For a guy whose team could fail to reach the NHL playoffs for the third year in a row, Brent Sutter was in a remarkably buoyant mood Tuesday.
He went so far as to say he felt "lovely," then cracked jokes with reporters. This from a head coach who doesn't have a contract for the 2012-13 season and may not be offered one.
Then again, Sutter may have gotten some of the angst and anger out of his system after a pair of salty meltdowns. The first came last week, when the Flames wasted a two-goal lead and lost in a shootout to the Minnesota Wild. Sutter responded by kicking the daylights out of an unsuspecting trash can, then venting his frustrations to Calgary general manager Jay Feaster.
Sutter was so unsettled, assistant coach Craig Hartsburg did the postgame interviews.
On Monday, after seeing his team give up a soft, early goal in the second period, Sutter called a timeout then unleashed a barrage that would have made comedian Andrew Dice Clay cover his ears. Calgary forward Alex Tanguay dubbed it: "The Red Deer farm speech, that's for sure."

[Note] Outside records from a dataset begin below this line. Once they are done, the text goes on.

mod common;

use std::fs;

use common::{FP_A, FP_B, FakeAgent, FakeConnector, PUB_A, PUB_B, session, write_pair};
use gk_auth::MemoryTokenStore;
use gk_core::PlatformKind;
use gk_core::scan::ScanStep;
use gk_discovery::{ScanOptions, Scanner};
use gk_ssh::SshKeygen;
use pretty_assertions::assert_eq;

#[tokio::test]
async fn scan_orders_keys_and_correlates_evidence() {
    let home = tempfile::TempDir::new().unwrap();
    let session = session(home.path());
    let ssh = &session.ssh_dir;

    write_pair(ssh, "id_old", PUB_A, 3_600);
    write_pair(ssh, "id_new", PUB_B, 60);
    write_pair(ssh, "broken", "not a public key", 10);
    fs::write(ssh.join("lonely"), "private without pub").unwrap();
    fs::write(ssh.join("known_hosts"), "github.com ssh-ed25519 AAAA\n").unwrap();
    fs::write(ssh.join(".hidden"), "x").unwrap();
    fs::write(
        &session.ssh_config,
        "Host *\n  AddKeysToAgent yes\n\nHost github.com\n  HostName github.com\n  IdentityFile ~/.ssh/id_old\n",
    )
    .unwrap();

    let agent = FakeAgent {
        loaded: Some(vec![FP_B.to_string()]),
    };
    let tokens = MemoryTokenStore::default().with(PlatformKind::GitHub, "default", "ghp_test");
    let connector = FakeConnector {
        listed: vec![(PlatformKind::GitHub, vec![PUB_A.to_string()])],
        ..FakeConnector::default()
    };
    let scanner = Scanner {
        session: &session,
        keys: &SshKeygen,
        agent: &agent,
        tokens: &tokens,
        connector: &connector,
    };

    let result = scanner.scan(None, ScanOptions { check_remote: true }).await;

    let names: Vec<String> = result.keys.iter().map(|k| k.file_name()).collect();
    assert_eq!(names, vec!["id_new".to_string(), "id_old".to_string()]);

    let new = &result.keys[0];
    assert!(new.in_agent);
    assert_eq!(new.bits, 256);
    assert_eq!(new.comment, "dev@acme");
    assert!(new.registered_on.is_empty());

    let old = &result.keys[1];
    assert_eq!(old.fingerprint, FP_A);
    assert!(!old.in_agent);
    assert_eq!(old.used_by, vec!["github.com".to_string()]);
    assert_eq!(old.registered_on, vec![PlatformKind::GitHub]);

    assert_eq!(result.hosts.len(), 1);
    assert!(result.outcome(ScanStep::Keys).unwrap().is_done());
    assert!(result.outcome(ScanStep::Remote).unwrap().is_done());
    assert_eq!(connector.connections.lock().unwrap().len(), 1);
}

#[tokio::test]
async fn missing_pieces_degrade_to_skipped() {
    let home = tempfile::TempDir::new().unwrap();
    let session = session(home.path());
    let agent = FakeAgent { loaded: None };
    let tokens = MemoryTokenStore::default();
    let connector = FakeConnector::default();
    let scanner = Scanner {
        session: &session,
        keys: &SshKeygen,
        agent: &agent,
        tokens: &tokens,
        connector: &connector,
    };

    let result = scanner.scan(None, ScanOptions { check_remote: true }).await;
    assert!(result.keys.is_empty());
    assert!(result.hosts.is_empty());
    assert!(result.outcome(ScanStep::Keys).unwrap().is_skipped());
    assert!(result.outcome(ScanStep::Routing).unwrap().is_skipped());
    assert!(result.outcome(ScanStep::Agent).unwrap().is_skipped());
    assert!(result.outcome(ScanStep::Git).unwrap().is_done());
    assert!(result.outcome(ScanStep::Remote).unwrap().is_skipped());
}

#[tokio::test]
async fn remote_step_absent_unless_requested() {
    let home = tempfile::TempDir::new().unwrap();
    let session = session(home.path());
    write_pair(&session.ssh_dir, "id_a", PUB_A, 5);
    let agent = FakeAgent {
        loaded: Some(Vec::new()),
    };
    let tokens = MemoryTokenStore::default().with(PlatformKind::GitHub, "default", "t");
    let connector = FakeConnector::default();
    let scanner = Scanner {
        session: &session,
        keys: &SshKeygen,
        agent: &agent,
        tokens: &tokens,
        connector: &connector,
    };

    let result = scanner.scan(None, ScanOptions::default()).await;
    assert_eq!(result.keys.len(), 1);
    assert!(result.outcome(ScanStep::Remote).is_none());
    assert!(connector.connections.lock().unwrap().is_empty());
}
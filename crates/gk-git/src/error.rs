use std::path::PathBuf;

use thiserror::Error;

#[derive(Debug, Error)]
pub enum GitError {
    #[error("{}: {source}", path.display())]
    Io {
        path: PathBuf,
        source: std::io::Error,
    },
    #[error("git error: {0}")]
    Git(String),
    #[error("not a git repository: {}", .0.display())]
    NotGitRepo(PathBuf),
}

impl GitError {
    pub(crate) fn io(path: impl Into<PathBuf>, source: std::io::Error) -> Self {
        Self::Io {
            path: path.into(),
            source,
        }
    }
}
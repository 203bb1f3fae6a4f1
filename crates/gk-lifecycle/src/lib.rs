//! # gk-lifecycle
//!
//! Operations that change keys, routing, and registrations:
//!
//! - [`rotate()`] runs the rotation saga per (persona, platform) pair
//! - [`revoke()`] retires keys remotely and marks them revoked
//! - [`apply()`] provisions missing keys, routing, and uploads; [`plan()`] previews it
//! - [`cleanup()`] tears everything down ahead of a rebuild
//! - [`health`] produces `status` rows and `validate` issues
//! - [`setup_git()`] writes directory-scoped git identities
//!
//! Sagas mutate the in-memory [`DeclaredConfig`](gk_core::DeclaredConfig)
//! and return a report; the caller saves once when the report says so.

pub mod apply;
pub mod cleanup;
pub mod error;
pub mod gitdirs;
pub mod health;
pub mod revoke;
pub mod rotate;
pub mod select;
pub mod toolkit;

pub use apply::{ApplyReport, PlannedAction, apply, plan};
pub use cleanup::{CleanupOptions, CleanupReport, cleanup};
pub use error::LifecycleError;
pub use gitdirs::{GitSetupReport, setup_git};
pub use revoke::{RevocationReport, RevokeOptions, RevokeTarget, revoke};
pub use rotate::{RotationReport, plan_rotation, rotate};
pub use select::{PairLabel, Selection};
pub use toolkit::Toolkit;
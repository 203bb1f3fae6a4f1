//! Moving key pairs: archiving retired keys and promoting rotated ones.

use std::fs;
use std::path::{Path, PathBuf};

use chrono::NaiveDate;
use gk_core::naming::archive_file_name;

use crate::error::SshError;
use crate::keys::{public_key_path, set_mode};

/// Move a pair into `archive_dir` as `{file}.old-YYYY-MM-DD` and
/// `{file}.old-YYYY-MM-DD.pub`.
///
/// Returns the archived private key path. A missing public key is skipped.
///
/// # Errors
///
/// Fails when the private key is missing or a move fails.
pub fn archive_key_pair(
    private: &Path,
    archive_dir: &Path,
    date: NaiveDate,
) -> Result<PathBuf, SshError> {
    let file_name = private
        .file_name()
        .ok_or_else(|| SshError::Parse(format!("not a key file: {}", private.display())))?
        .to_string_lossy()
        .into_owned();

    if !archive_dir.exists() {
        fs::create_dir_all(archive_dir).map_err(|e| SshError::io(archive_dir, e))?;
        set_mode(archive_dir, 0o700)?;
    }

    let target = archive_dir.join(archive_file_name(&file_name, date));
    fs::rename(private, &target).map_err(|e| SshError::io(private, e))?;

    let public = public_key_path(private);
    if public.exists() {
        let public_target = public_key_path(&target);
        fs::rename(&public, &public_target).map_err(|e| SshError::io(&public, e))?;
    }
    tracing::info!(from = %private.display(), to = %target.display(), "archived key pair");
    Ok(target)
}

/// Rename a pair from `from` to `to` (both private paths).
///
/// # Errors
///
/// [`SshError::KeyExists`] when `to` is taken; otherwise the failed rename.
pub fn move_key_pair(from: &Path, to: &Path) -> Result<(), SshError> {
    if to.exists() {
        return Err(SshError::KeyExists(to.to_path_buf()));
    }
    fs::rename(from, to).map_err(|e| SshError::io(from, e))?;
    let from_pub = public_key_path(from);
    if from_pub.exists() {
        let to_pub = public_key_path(to);
        fs::rename(&from_pub, &to_pub).map_err(|e| SshError::io(&from_pub, e))?;
    }
    Ok(())
}

#[cfg(test)]
mod tests {
    use super::*;
    use pretty_assertions::assert_eq;

    fn pair(dir: &Path, name: &str) -> PathBuf {
        let private = dir.join(name);
        fs::write(&private, "PRIVATE").expect("write private");
        fs::write(public_key_path(&private), "ssh-ed25519 AAAA c").expect("write public");
        private
    }

    #[test]
    fn archive_uses_dated_suffix() {
        let tmp = tempfile::TempDir::new().expect("tmp dir");
        let private = pair(tmp.path(), "git-keys-github-octo-ed25519");
        let archive = tmp.path().join("archive");
        let date = NaiveDate::from_ymd_opt(2026, 3, 9).expect("date");

        let archived = archive_key_pair(&private, &archive, date).expect("archive");
        assert_eq!(
            archived,
            archive.join("git-keys-github-octo-ed25519.old-2026-03-09")
        );
        assert!(archive.join("git-keys-github-octo-ed25519.old-2026-03-09.pub").exists());
        assert!(!private.exists());
    }

    #[test]
    fn move_promotes_both_files() {
        let tmp = tempfile::TempDir::new().expect("tmp dir");
        let from = pair(tmp.path(), "k-new");
        let to = tmp.path().join("k");
        move_key_pair(&from, &to).expect("move");
        assert!(to.exists());
        assert!(public_key_path(&to).exists());
        assert!(!from.exists());
    }

    #[test]
    fn move_refuses_to_clobber() {
        let tmp = tempfile::TempDir::new().expect("tmp dir");
        let from = pair(tmp.path(), "k-new");
        let to = pair(tmp.path(), "k");
        assert!(matches!(move_key_pair(&from, &to), Err(SshError::KeyExists(_))));
    }
}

It had the desired effect. The Flames went on to dominate the period and defeat the Dallas Stars, 5-4. It kept Calgary in the postseason race and underlined a telling point: Sutter has done everything he can, from juggling lines to confronting his players, to get the most out of them. Sometimes, it's worked; sometimes, it's failed miserably.
(His selection of shooters in the shootout against Minnesota left him open to widespread criticism. Blake Comeau over Jarome Iginla? Really?)
But Sutter's handling has to be credited for keeping his team within two points of a playoff berth heading into Wednesday's game against the visiting Los Angeles Kings.
The ninth-place Kings (and 10th-place Colorado Avalanche) are one point ahead of Calgary in a close grouping.
With a core group that has played well then gone cold at varying intervals, Sutter hasn't been afraid to challenge his veterans behind closed doors. He's benched many and used different people in different places – think of Mike Cammalleri playing centre – while integrating a sizable number of AHL call-ups into an injury-rattled lineup.
Sutter may not hit the 40-win mark for a third successive year, but this looks to be his best coaching effort in Calgary, however it ends.
"He's done [the in-game rant]a few times, and the times he has have been pretty meaningful," defenceman Mark Giordano said. "He's got a tremendous feel for the game, where guys should be on the ice and what they should be doing. It's probably the most important quality to have as a head coach, and Brent has that."
Sutter has been cranking out the same message for days now: Forget everything but the task at hand; win the remaining games, then see if that's good enough. That includes grinding his best players like they've never been ground before – and no one more so than goalie Miikka Kiprusoff, who will take every start and play every minute until the regular season is done.
"Hey, look at the situation we're in. You run with your best," Sutter explained. "We don't have an option."
There's no doubt this group of Flames has seriously tested Sutter's resolve. At the end of last season, the players spoke of how they were done in by their poor start and vowed not to let it happen again. But two months into the 2011-12 campaign, the Flames were 10-12-1 and the struggle was renewed.
Through it all, Sutter has pushed every button and kicked every can to inspire his players. That hasn't gone unnoticed.
"He knows when we have more to give and wanted to give us a spark," Tanguay said. "Brent's been coaching a long time. The timing was right."
The Flames' timing is about the here and now, with four of their last five games at the Scotiabank Saddledome and all against Western Conference rivals. The head coach is doing his part to ensure his players do theirs. And if that means another spicy outburst to get their attention, well, so be it.
Brent Sutter was chuckling Tuesday; he'll be back on his game come Wednesday, and probably not so "lovely."